Given records —
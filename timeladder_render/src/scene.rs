// Copyright 2025 the Timeladder Authors
// SPDX-License-Identifier: Apache-2.0 OR MIT

//! Frame assembly.
//!
//! [`draw_frame`] turns the per-frame inputs into a flat list of [`SceneOp`]s
//! and records the rung geometry it drew so pointer positions can be resolved
//! against exactly what is on screen.

use alloc::vec::Vec;
use core::hash::Hash;

use kurbo::{Circle, Line, Point, Size};
use peniko::Color;
use timeladder_timing::Millis;

use crate::effects::{GlowConfig, HoverState, PulseConfig};
use crate::hit::{HitCandidate, HitConfig, HitTarget, hit_test};
use crate::rung::RungStyle;
use crate::votes::VoteDotTable;

/// Colors that do not depend on the event.
#[derive(Clone, Copy, Debug, PartialEq)]
pub struct ScenePalette {
    /// Shared baseline.
    pub baseline: Color,
    /// Dot for a positive net.
    pub promote: Color,
    /// Dot for a negative net.
    pub demote: Color,
    /// Dot for a zero net.
    pub neutral: Color,
    /// Selection highlight and trail.
    pub highlight: Color,
}

impl Default for ScenePalette {
    fn default() -> Self {
        Self {
            baseline: Color::from_rgba8(120, 120, 130, 255),
            promote: Color::from_rgba8(72, 187, 120, 255),
            demote: Color::from_rgba8(229, 83, 75, 255),
            neutral: Color::from_rgba8(160, 160, 170, 255),
            highlight: Color::from_rgba8(255, 214, 102, 255),
        }
    }
}

/// Everything the frame assembler needs besides per-frame inputs.
#[derive(Clone, Copy, Debug, Default, PartialEq)]
pub struct RenderConfig {
    /// Rung geometry.
    pub rung: RungStyle,
    /// Vote glow cycling.
    pub glow: GlowConfig,
    /// Selection pulse.
    pub pulse: PulseConfig,
    /// Hit radius.
    pub hit: HitConfig,
    /// Fixed colors.
    pub palette: ScenePalette,
}

/// One visible event, already positioned and decluttered.
#[derive(Clone, Copy, Debug, PartialEq)]
pub struct RenderMarker<K> {
    /// Event id.
    pub id: K,
    /// Device-space X of the true marker value.
    pub screen_x: f64,
    /// Declutter height multiplier.
    pub height: f64,
    /// Declutter jitter in pixels.
    pub jitter: f64,
    /// Glow sweep phase in `[0, 1]`, from the marker's place on screen.
    pub phase: f64,
    /// Rung color, usually by category.
    pub color: Color,
}

/// A single drawing command.
#[derive(Clone, Copy, Debug, PartialEq)]
pub enum SceneOp {
    /// Stroke a straight segment.
    StrokeLine {
        /// Segment.
        line: Line,
        /// Stroke width in pixels.
        width: f64,
        /// Stroke color, with content opacity applied.
        color: Color,
    },
    /// Fill a circle.
    FillCircle {
        /// Circle.
        circle: Circle,
        /// Fill color, with content opacity applied.
        color: Color,
    },
}

/// Per-frame inputs to [`draw_frame`].
#[derive(Debug)]
pub struct FrameInput<'a, K> {
    /// Measured surface size.
    pub size: Size,
    /// Visible markers.
    pub markers: &'a [RenderMarker<K>],
    /// Vote dots for the current dataset.
    pub votes: &'a VoteDotTable<K>,
    /// Selected event and when it was selected.
    pub selection: Option<(K, Millis)>,
    /// Hover state.
    pub hover: &'a HoverState<K>,
    /// Frame time.
    pub time: Millis,
    /// Content opacity in `[0, 1]`, multiplied into every op.
    pub opacity: f64,
}

/// Counts reported for a drawn frame.
#[derive(Clone, Copy, Debug, Default, PartialEq, Eq)]
pub struct FrameStats {
    /// Rungs drawn.
    pub rungs: usize,
    /// Vote dots drawn.
    pub dots: usize,
}

/// Output of [`draw_frame`]: draw ops plus the rung geometry for hit-testing.
#[derive(Clone, Debug)]
pub struct Scene<K> {
    ops: Vec<SceneOp>,
    hits: Vec<HitCandidate<K>>,
}

impl<K> Default for Scene<K> {
    fn default() -> Self {
        Self {
            ops: Vec::new(),
            hits: Vec::new(),
        }
    }
}

impl<K: Copy> Scene<K> {
    /// Creates an empty scene.
    #[must_use]
    pub fn new() -> Self {
        Self::default()
    }

    /// Drawing commands in paint order.
    #[must_use]
    pub fn ops(&self) -> &[SceneOp] {
        &self.ops
    }

    /// Rungs from the last frame, for hit-testing.
    #[must_use]
    pub fn hit_candidates(&self) -> &[HitCandidate<K>] {
        &self.hits
    }

    /// Returns `true` if nothing was drawn.
    #[must_use]
    pub fn is_empty(&self) -> bool {
        self.ops.is_empty()
    }

    /// Clears ops and hit geometry, keeping allocations.
    pub fn clear(&mut self) {
        self.ops.clear();
        self.hits.clear();
    }

    /// Resolves `pt` against the rungs of the last frame.
    #[must_use]
    pub fn hit_test(&self, pt: Point, config: &HitConfig) -> HitTarget<K> {
        hit_test(&self.hits, pt, config)
    }
}

/// Assembles one frame into `scene`.
///
/// Returns `None` and leaves `scene` empty when the surface has no area; the
/// frame is simply skipped.
pub fn draw_frame<K: Copy + Hash + Eq>(
    input: &FrameInput<'_, K>,
    config: &RenderConfig,
    scene: &mut Scene<K>,
) -> Option<FrameStats> {
    scene.clear();
    let Size { width, height } = input.size;
    if !(width > 0.0 && height > 0.0) {
        tracing::trace!(width, height, "skipping frame on unmeasured surface");
        return None;
    }
    #[expect(
        clippy::cast_possible_truncation,
        reason = "Opacity is clamped to [0, 1]; f32 precision is plenty for alpha"
    )]
    let opacity = input.opacity.clamp(0.0, 1.0) as f32;
    let baseline_y = (height - config.rung.baseline_inset).max(0.0);
    let palette = &config.palette;

    scene.ops.push(SceneOp::StrokeLine {
        line: Line::new((0.0, baseline_y), (width, baseline_y)),
        width: 1.0,
        color: palette.baseline.multiply_alpha(opacity),
    });

    let xs: Vec<f64> = input.markers.iter().map(|m| m.screen_x + m.jitter).collect();
    let widths = config.rung.widths(&xs);
    let cull = config.hit.radius.max(config.rung.max_width);
    let selected = input.selection.map(|(id, _)| id);
    let mut stats = FrameStats::default();

    for (i, m) in input.markers.iter().enumerate() {
        let x = xs[i];
        if !x.is_finite() || x < -cull || x > width + cull {
            continue;
        }
        let top = baseline_y - config.rung.base_height * m.height.max(1.0);
        let line = Line::new((x, baseline_y), (x, top));
        let is_selected = selected == Some(m.id);
        let emphasis = input.hover.emphasis(m.id, input.time);
        let (rung_width, alpha) = if is_selected {
            (config.rung.selected_width(), 1.0)
        } else {
            (widths[i] + emphasis, 0.7 + 0.3 * emphasis)
        };
        scene.ops.push(SceneOp::StrokeLine {
            line,
            width: rung_width,
            color: m.color.multiply_alpha(alpha_f32(alpha) * opacity),
        });
        scene.hits.push(HitCandidate { id: m.id, line });
        stats.rungs += 1;

        let dot = input.votes.get(&m.id);
        if dot.visible {
            let glow = config.glow.brightness(input.time, m.phase);
            let color = if dot.neutral {
                palette.neutral
            } else if dot.net > 0 {
                palette.promote
            } else {
                palette.demote
            };
            scene.ops.push(SceneOp::FillCircle {
                circle: Circle::new((x, top - dot.offset), dot.size * 0.5),
                color: color.multiply_alpha(alpha_f32(glow) * opacity),
            });
            stats.dots += 1;
        }

        if let Some((_, selected_at)) = input.selection.filter(|(id, _)| *id == m.id) {
            push_selection(scene, config, Point::new(x, top), input.time.saturating_since(selected_at), opacity);
        }
    }
    Some(stats)
}

fn push_selection<K>(
    scene: &mut Scene<K>,
    config: &RenderConfig,
    top: Point,
    elapsed: core::time::Duration,
    opacity: f32,
) {
    let pulse = &config.pulse;
    let frame = pulse.frame(elapsed);
    let highlight = config.palette.highlight;
    let center = Point::new(top.x, top.y - pulse.radius - pulse.swell);
    scene.ops.push(SceneOp::FillCircle {
        circle: Circle::new(center, frame.radius),
        color: highlight.multiply_alpha(alpha_f32(frame.alpha) * opacity),
    });
    for i in 0..pulse.trail_len {
        let y = center.y - (f64::from(i) + 1.0) * pulse.trail_spacing;
        scene.ops.push(SceneOp::FillCircle {
            circle: Circle::new((center.x, y), 1.5),
            color: highlight.multiply_alpha(alpha_f32(pulse.trail_alpha(i, &frame)) * opacity),
        });
    }
}

fn alpha_f32(a: f64) -> f32 {
    #[expect(
        clippy::cast_possible_truncation,
        reason = "Alpha is clamped to [0, 1]"
    )]
    {
        a.clamp(0.0, 1.0) as f32
    }
}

Work request —
Transcribe the records from their first line. Stop after the line with "can be resolved", including it.

Output below —
filename timeladder_render/src/scene.rs
// Copyright 2025 the Timeladder Authors
// SPDX-License-Identifier: Apache-2.0 OR MIT

//! Frame assembly.
//!
//! [`draw_frame`] turns the per-frame inputs into a flat list of [`SceneOp`]s
//! and records the rung geometry it drew so pointer positions can be resolved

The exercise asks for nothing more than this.